Experience in psychoendocrine research on the pituitary-adrenal cortical system has also yielded a number of important conclusions concerning methodological principles, which have been discussed at some length. These principles deserve wider recognition and should be useful in the future refinement of psychoendocrine research in general.

It is perhaps also important to realize that the recent burgeoning development of psychoendocrine research owes both its conception and support largely to psychiatry, and that the dissemination of psychoendocrine data has remained largely within the psychiatric literature -as clearly revealed by the inspection of the bibliography for this paper. The many fruitful psychoendocrine approaches to a variety of basic issues in psychiatry which have now been delineated, as reviewed recently, 133 are gradually gaining recognition; thus it is likely that psychoendocrine approaches will be incorporated into psychiatric research programs to an even greater degree in the future as general awareness of their power and potential grows.

While the concept of psychological influences upon endocrine function has, in general, been readily accepted by behavioral scientists, it has, however, made very little headway as yet into other biological fields-particularly physiology and internal medicine. While psychoendocrine concepts may not yet provide the immediate promise of research tools and approaches for these fields as they do in the case of psychiatry, they have profound implications for the study and understanding of physiological integration and must, inescapably, be eventually incorporated into physiological thought. It may be true that the participation of psychological factors in endocrine regulation temporarily "muddies the waters" from the viewpoint of physiological theory, by complicating the servomechanism formulation of endocrine regulation, but this is not by any means the first instance in physiology in which a higher-level regulatory mechanism has been found to be superimposed upon a lower-level mechanism.

It should also be recognized that there are practical implications involved which the biological investigator concerned with measurement of metabolic or physiological functions in the conscious animal or human can no longer afford to ignore. There is clearly now a burden on such investigators to minimize extraneous environmental and psychological stimuli and to take necessary control measures to rule out the possibility that observed bodily responses are related to psychological or emotional reactions. What really appears to be needed, in fact, is a closer two-way relationship between psychoendocrinology and physiology. The endocrine glands are regulated in life by both physical and psychological stimuli, in varying combinations, and at present the psychoendocrinologist is perhaps as much in danger of ignoring physical or constitutional factors as the physiologist is of ignoring psychological factors in the experimental study and conceptualization of endocrine regulation.

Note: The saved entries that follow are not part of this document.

use serde::Deserialize;
use serde_json::json;

use polsig::api::deserializers::{single_or_vec, string_or_number, text_or_node};
use polsig::api::estat::{classify, ResponseClass};
use polsig::api::news::parse_feed;

#[derive(Debug, Deserialize, PartialEq)]
struct Table {
    #[serde(rename = "@id")]
    id: String,
}

#[derive(Debug, Deserialize)]
struct TableList {
    #[serde(rename = "TABLE_INF", deserialize_with = "single_or_vec")]
    tables: Vec<Table>,
}

#[test]
fn test_single_table_as_object() {
    let list: TableList = serde_json::from_value(json!({
        "TABLE_INF": {"@id": "0003448237"}
    }))
    .expect("Failed to parse single table");
    assert_eq!(list.tables, vec![Table { id: "0003448237".into() }]);
}

#[test]
fn test_tables_as_array() {
    let list: TableList = serde_json::from_value(json!({
        "TABLE_INF": [{"@id": "0001"}, {"@id": "0002"}]
    }))
    .expect("Failed to parse table array");
    assert_eq!(list.tables.len(), 2);
    assert_eq!(list.tables[1].id, "0002");
}

#[derive(Debug, Deserialize)]
struct Value {
    #[serde(rename = "$", deserialize_with = "string_or_number")]
    value: String,
}

#[test]
fn test_values_arrive_as_strings_or_numbers() {
    let text: Value = serde_json::from_value(json!({"$": "124352"})).unwrap();
    let int: Value = serde_json::from_value(json!({"$": 124352})).unwrap();
    let float: Value = serde_json::from_value(json!({"$": 2.5})).unwrap();
    assert_eq!(text.value, "124352");
    assert_eq!(int.value, "124352");
    assert_eq!(float.value, "2.5");
}

#[derive(Debug, Deserialize)]
struct Titled {
    #[serde(rename = "TITLE", default, deserialize_with = "text_or_node")]
    title: Option<String>,
}

#[test]
fn test_titles_as_text_or_node() {
    let bare: Titled = serde_json::from_value(json!({"TITLE": "人口推計"})).unwrap();
    let node: Titled =
        serde_json::from_value(json!({"TITLE": {"@no": "001", "$": "家計調査"}})).unwrap();
    let missing: Titled = serde_json::from_value(json!({})).unwrap();
    assert_eq!(bare.title.as_deref(), Some("人口推計"));
    assert_eq!(node.title.as_deref(), Some("家計調査"));
    assert_eq!(missing.title, None);
}

#[test]
fn test_classify_single_value_object() {
    let body = json!({
        "GET_STATS_DATA": {
            "RESULT": {"STATUS": 0, "ERROR_MSG": ""},
            "STATISTICAL_DATA": {"DATA_INF": {"VALUE": {"@time": "2024000000", "$": "3.1"}}}
        }
    })
    .to_string();
    match classify(&body) {
        ResponseClass::Valid(points) => {
            assert_eq!(points.len(), 1);
            assert_eq!(points[0].value, "3.1");
            assert_eq!(points[0].unit, None);
        }
        other => panic!("expected valid, got {:?}", other),
    }
}

#[test]
fn test_classify_degraded_bodies() {
    assert_eq!(classify("   ").label(), "unparseable");
    assert_eq!(classify("<!DOCTYPE html><html></html>").label(), "unparseable");
    assert_eq!(classify(r#"{"unexpected": true}"#).label(), "unparseable");
    assert_eq!(
        classify(r#"{"GET_STATS_DATA":{"RESULT":{"STATUS":"0"}}}"#),
        ResponseClass::Empty
    );
    assert_eq!(
        classify(r#"{"GET_STATS_DATA":{"RESULT":{"STATUS":100,"ERROR_MSG":"認証に失敗しました"}}}"#).label(),
        "upstream_error"
    );
}

#[test]
fn test_rss1_feed_items_at_root() {
    let xml = r#"<?xml version="1.0" encoding="UTF-8"?>
<rdf:RDF xmlns:rdf="http://www.w3.org/1999/02/22-rdf-syntax-ns#" xmlns="http://purl.org/rss/1.0/" xmlns:dc="http://purl.org/dc/elements/1.1/">
  <channel><title>政治</title></channel>
  <item>
    <title>衆院予算委で論戦</title>
    <link>https://paper.test/rdf/1</link>
    <dc:date>2024-10-14T16:00:00+09:00</dc:date>
  </item>
</rdf:RDF>"#;
    let items = parse_feed(xml).unwrap();
    assert_eq!(items.len(), 1);
    assert_eq!(items[0].title, "衆院予算委で論戦");
    assert!(!items[0].published.is_unknown());
}

#[test]
fn test_aggregated_feed_keeps_publisher() {
    let xml = r#"<rss version="2.0"><channel>
      <item>
        <title>少子化対策 新たな財源案 - 共同通信</title>
        <link>https://news.test/1</link>
        <pubDate>Mon, 14 Oct 2024 07:00:00 GMT</pubDate>
        <description>&lt;a href="x"&gt;少子化対策&lt;/a&gt;&amp;nbsp;共同通信</description>
        <source url="https://kyodo.test">共同通信</source>
      </item>
    </channel></rss>"#;
    let items = parse_feed(xml).unwrap();
    assert_eq!(items[0].publisher.as_deref(), Some("共同通信"));
    assert!(!items[0].summary.contains('<'));
}

#[test]
fn test_broken_feed_is_a_parse_error() {
    assert!(parse_feed("<rss><channel><item><title>unterminated").is_err());
}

A principal reason for including this review in the present series is to give an impression of the overwhelming weight of evidence for the superimposition of psychological mechanisms upon endocrine regulation. Definitive support for this conclusion in the case of the pituitary-adrenal cortical system should reasonably be expected to minimize contention over drawing similar conclusions for other endocrine systems if evidence along similar lines is obtained, even though it be on a smaller scale. It is also suggested that the evolution of psychoendocrine research on the pituitary-adrenal cortical system provides us with a valuable guide to the lines that similar research on other endocrine systems must very likely follow. Finally, a review of the extensive work on this system brings out the relative paucity of studies on most of the other endocrine systems.